UPDATE: School Board Scraps Controversial Rule on Religious Homeschooling
On "Fox and Friends" Wednesday, Heather Nauert brought us an update on a controversial homeschooling policy in one Virginia town.
The Goochland County School Board has now voted down a new policy that would have forced homeschooled children justify their religious beliefs within 30 days of their 14th birthday.
The board's vote was in response to a flood of outrage by parents in the area. There is one more vote left to be taken on this issue.
Stay tuned to "Fox and Friends" to hear the latest.
Read the original story below.
Virginia parents are outraged over a new policy that demands homeschooled children justify their religious beliefs to a school board within 30 days of their 14th birthday.
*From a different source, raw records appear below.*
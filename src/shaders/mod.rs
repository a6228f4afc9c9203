// SPDX-License-Identifier: GPL-3.0-only
//! Shader sources
//!
//! WGSL is the single source of truth for both GPU contexts: the wgpu
//! context compiles it, the software context mirrors its behaviour on the CPU.

pub mod preview;

pub use preview::{FRAGMENT_ENTRY_POINT, FRAGMENT_SHADER, VERTEX_ENTRY_POINT, VERTEX_SHADER};
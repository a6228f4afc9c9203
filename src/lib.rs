// SPDX-License-Identifier: MPL-2.0

//! edgeview - live camera preview with a pluggable per-frame transform
//!
//! Frames flow from a capture device through an NV21 repack, an optional
//! transform (edge detection by default) and a latest-wins hand-off slot to
//! a GPU renderer that draws them as a full-screen textured quad.
//!
//! # Architecture
//!
//! - [`backends`]: Camera provider traits, the frame source and a test pattern device
//! - [`media`]: Planar YUV to NV21 repacking and colour conversion
//! - [`pipelines`]: Transform, pending frame slot, FPS counter, live pipeline
//! - [`gpu`]: GPU context trait, wgpu and software contexts, renderer, render loop
//! - [`shaders`]: WGSL sources for the preview quad
//! - [`config`]: User configuration handling
//!
//! # Example
//!
//! ```ignore
//! let camera = Arc::new(TestPatternCamera::default());
//! let pipeline = LivePipeline::start(
//!     camera,
//!     Box::new(NativeTransform::new()),
//!     || Ok(Box::new(SoftwareContext::new(640, 480)) as Box<dyn GpuContext>),
//!     PipelineOptions::default(),
//! )?;
//! ```

pub mod backends;
pub mod config;
pub mod constants;
pub mod errors;
pub mod gpu;
pub mod media;
pub mod pipelines;
pub mod shaders;
pub mod worker;

// Re-export commonly used types
pub use backends::camera::{CameraDevice, CameraProvider, FrameSource, LensFacing};
pub use backends::virtual_camera::{ChromaLayout, TestPatternCamera, TestPatternConfig};
pub use config::{Config, RenderBackend};
pub use errors::{AppError, AppResult};
pub use gpu::{GpuContext, Renderer, SoftwareContext, WgpuContext};
pub use media::{SemiPlanarFrame, convert_to_nv21};
pub use pipelines::{
    FrameTransform, LivePipeline, NativeTransform, PendingFrameSlot, PipelineOptions,
    TransformedFrame,
};
// SPDX-License-Identifier: GPL-3.0-only

//! Application-wide constants

use std::time::Duration;

/// Capture request defaults
///
/// The capture surface is fixed; it is not renegotiated per frame.
pub mod capture {
    /// Width of the capture surface in pixels
    pub const WIDTH: u32 = 640;

    /// Height of the capture surface in pixels
    pub const HEIGHT: u32 = 480;

    /// Number of images the device may have outstanding at once
    ///
    /// An image that is never released keeps its slot, so leaking two
    /// images stalls capture entirely.
    pub const MAX_IMAGES: usize = 2;

    /// Default frame rate of the synthetic test pattern source
    pub const TEST_PATTERN_FPS: u32 = 30;
}

/// RGBA output: one 4-byte pixel per source pixel
pub const RGBA_BYTES_PER_PIXEL: usize = 4;

/// Length of a semi-planar 4:2:0 buffer for the given dimensions
pub const fn semi_planar_len(width: u32, height: u32) -> usize {
    let w = width as usize;
    let h = height as usize;
    w * h + 2 * (w / 2) * (h / 2)
}

/// Length of an RGBA buffer for the given dimensions
pub const fn rgba_len(width: u32, height: u32) -> usize {
    width as usize * height as usize * RGBA_BYTES_PER_PIXEL
}

/// Worker thread timing
pub mod timing {
    use super::Duration;

    /// How long worker loops block waiting for work before checking the stop flag
    pub const WORKER_POLL_INTERVAL: Duration = Duration::from_millis(100);

    /// Frames-per-second reporting window in milliseconds
    pub const FPS_WINDOW_MS: u64 = 1000;
}

/// Edge detection parameters used by the native transform
pub mod edges {
    /// Gaussian kernel size (taps per axis)
    pub const BLUR_KERNEL_SIZE: usize = 5;

    /// Gaussian sigma
    pub const BLUR_SIGMA: f32 = 1.4;

    /// Canny hysteresis low threshold (L1 gradient magnitude)
    pub const CANNY_LOW_THRESHOLD: i32 = 50;

    /// Canny hysteresis high threshold (L1 gradient magnitude)
    pub const CANNY_HIGH_THRESHOLD: i32 = 150;
}

/// Display defaults
pub mod display {
    /// Label reported to the stats observer
    pub const FPS_LABEL: &str = "FPS";

    /// Default offscreen viewport width
    pub const DEFAULT_VIEWPORT_WIDTH: u32 = 640;

    /// Default offscreen viewport height
    pub const DEFAULT_VIEWPORT_HEIGHT: u32 = 480;

    /// Texture unit the preview texture is bound to
    pub const PREVIEW_TEXTURE_UNIT: u32 = 0;
}
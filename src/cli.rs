// SPDX-License-Identifier: GPL-3.0-only

//! CLI commands
//!
//! - Listing available cameras
//! - Showing or resetting the configuration file
//! - Running the live preview with an optional snapshot at the end

use chrono::Local;
use clap::Args;
use edgeview::backends::virtual_camera::{CaptureTrigger, TestPatternConfig};
use edgeview::backends::camera::CaptureRequest;
use edgeview::errors::RenderError;
use edgeview::gpu::{GpuContext, Snapshot};
use edgeview::{
    CameraProvider, Config, LivePipeline, NativeTransform, PipelineOptions, RenderBackend,
    SoftwareContext, TestPatternCamera, WgpuContext,
};
use std::io::Write;
use std::path::{Path, PathBuf};
use std::sync::Arc;
use std::sync::atomic::{AtomicBool, Ordering};
use std::time::{Duration, Instant};
use tracing::warn;

#[derive(Args, Debug, Default)]
pub struct RunArgs {
    /// Stop after this many seconds (default: run until Ctrl+C)
    #[arg(short, long)]
    pub duration: Option<u64>,

    /// Start with edge detection off
    #[arg(long)]
    pub raw: bool,

    /// Render on the CPU instead of the GPU
    #[arg(long)]
    pub software: bool,

    /// Save the last displayed frame as PNG (default: ~/Pictures/edgeview/edgeview_TIMESTAMP.png)
    #[arg(long, value_name = "PATH")]
    pub snapshot: Option<Option<PathBuf>>,
}

/// Folder name for snapshots under the pictures directory
const DEFAULT_SAVE_FOLDER: &str = "edgeview";

fn camera_from_config(config: &Config) -> TestPatternCamera {
    TestPatternCamera::new(TestPatternConfig {
        layout: config.test_pattern_layout,
        trigger: CaptureTrigger::Timer {
            fps: config.test_pattern_fps,
        },
        ..Default::default()
    })
}

/// List all available cameras
pub fn list_cameras() -> Result<(), Box<dyn std::error::Error>> {
    let config = Config::load()?;
    let cameras = camera_from_config(&config).enumerate_cameras();

    if cameras.is_empty() {
        println!("No cameras found.");
        return Ok(());
    }

    println!("Available cameras:");
    println!();
    for (index, camera) in cameras.iter().enumerate() {
        println!("  [{}] {} ({}, {})", index, camera.name, camera.id, camera.facing);
    }
    Ok(())
}

/// Print the configuration file location and contents
pub fn show_config(reset: bool) -> Result<(), Box<dyn std::error::Error>> {
    let config = if reset {
        let config = Config::default();
        config.save()?;
        println!("Configuration reset to defaults.");
        config
    } else {
        Config::load()?
    };

    match Config::default_path() {
        Some(path) => println!("Config file: {}", path.display()),
        None => println!("Config file: (no config directory)"),
    }
    println!("{}", serde_json::to_string_pretty(&config)?);
    Ok(())
}

/// Run the live pipeline until the duration elapses or Ctrl+C
pub fn run(args: RunArgs) -> Result<(), Box<dyn std::error::Error>> {
    let config = Config::load()?;

    let backend = if args.software {
        RenderBackend::Software
    } else {
        config.render_backend
    };
    let viewport = config.viewport();

    let options = PipelineOptions {
        processing_enabled: config.edge_detection && !args.raw,
        viewport,
        request: CaptureRequest {
            max_images: config.max_images,
            ..CaptureRequest::preview()
        },
        observer: Some(Box::new(|label: &str, value: f64| {
            print!("\r{}: {:.1}   ", label, value);
            std::io::stdout().flush().ok();
        })),
    };

    let camera = Arc::new(camera_from_config(&config));
    let mut pipeline = LivePipeline::start(
        camera,
        Box::new(NativeTransform::new()),
        move || make_context(backend, viewport),
        options,
    )?;

    if let Some(device) = pipeline.active_device() {
        println!("Using camera: {}", device.name);
    }
    println!(
        "Edge detection: {}",
        if pipeline.processing_enabled() { "on" } else { "off" }
    );
    println!("Running... (press Ctrl+C to stop)");

    let stop_flag = Arc::new(AtomicBool::new(false));
    let stop_flag_clone = stop_flag.clone();
    ctrlc::set_handler(move || {
        stop_flag_clone.store(true, Ordering::SeqCst);
    })?;

    let start = Instant::now();
    let target_duration = args.duration.map(Duration::from_secs);

    while target_duration.is_none_or(|target| start.elapsed() < target) {
        if stop_flag.load(Ordering::SeqCst) {
            println!();
            println!("Stopping early...");
            break;
        }
        std::thread::sleep(Duration::from_millis(100));
    }
    println!();

    if let Some(path) = args.snapshot {
        let path = path.unwrap_or_else(default_snapshot_path);
        let snapshot = pipeline.snapshot()?;
        save_snapshot(&snapshot, &path)?;
        println!("Snapshot saved: {}", path.display());
    }

    let stats = pipeline.stats();
    pipeline.stop();

    println!(
        "Frames: {} delivered, {} drawn, {} dropped, {} format errors, {} contract violations",
        stats.frames_delivered,
        stats.frames_drawn,
        stats.frames_dropped,
        stats.format_errors,
        stats.contract_violations
    );
    Ok(())
}

/// Build the GPU context on the render thread
///
/// Falls back to the software context when no hardware adapter exists.
fn make_context(
    backend: RenderBackend,
    (width, height): (u32, u32),
) -> Result<Box<dyn GpuContext>, RenderError> {
    match backend {
        RenderBackend::Software => Ok(Box::new(SoftwareContext::new(width, height))),
        RenderBackend::Wgpu => match WgpuContext::new(width, height) {
            Ok(ctx) => Ok(Box::new(ctx)),
            Err(RenderError::NoAdapter(reason)) => {
                warn!(reason = %reason, "No GPU adapter, falling back to software rendering");
                Ok(Box::new(SoftwareContext::new(width, height)))
            }
            Err(e) => Err(e),
        },
    }
}

fn save_snapshot(snapshot: &Snapshot, path: &Path) -> Result<(), Box<dyn std::error::Error>> {
    if let Some(parent) = path.parent()
        && !parent.as_os_str().is_empty()
    {
        std::fs::create_dir_all(parent)?;
    }
    let image = image::RgbaImage::from_raw(snapshot.width, snapshot.height, snapshot.pixels.clone())
        .ok_or("Snapshot buffer does not match its dimensions")?;
    image.save(path)?;
    Ok(())
}

fn default_snapshot_path() -> PathBuf {
    let timestamp = Local::now().format("%Y%m%d_%H%M%S");
    dirs::picture_dir()
        .unwrap_or_else(|| dirs::home_dir().unwrap_or_else(|| PathBuf::from(".")))
        .join(DEFAULT_SAVE_FOLDER)
        .join(format!("edgeview_{}.png", timestamp))
}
The controversial rule passed by the Goochland County School Board states, "Any student who together with his/her parents seeks an exemption from compulsory attendance due to their bona fide religious training or beliefs must submit a written application to the school board, setting forth the reasons for the request."
Doug Pruiett, a Virginia father who is homeschooling his children under the religious exemption, said on "Fox and Friends" that he was stunned and disgusted when he heard of this new policy.
Pruiett said that he and his wife contacted the Home School Legal Defense Association (HSLDA) and the organization began representing them in this case.
The HSLDA says the school board's policy violates Virginia state law, which allows children undergoing religious training to be taught at home without having to defend their beliefs.
"We've been homeschooling our children in Goochland County for over 10 years under the religious exemption," Pruiett explained. "We were granted a very clear and unconditional approval to homeschool our children, and so when this letter came, it really surprised us."
According to Pruiett, the letter says that now when homeschooled children turn 14, they must submit a sworn affidavit of their own personal religious beliefs within 30 days. He added that they are also subject to being brought before the board for interrogation regarding their beliefs.
Pruiett said that failure to comply within 30 days could result in a fine and criminal prosecution.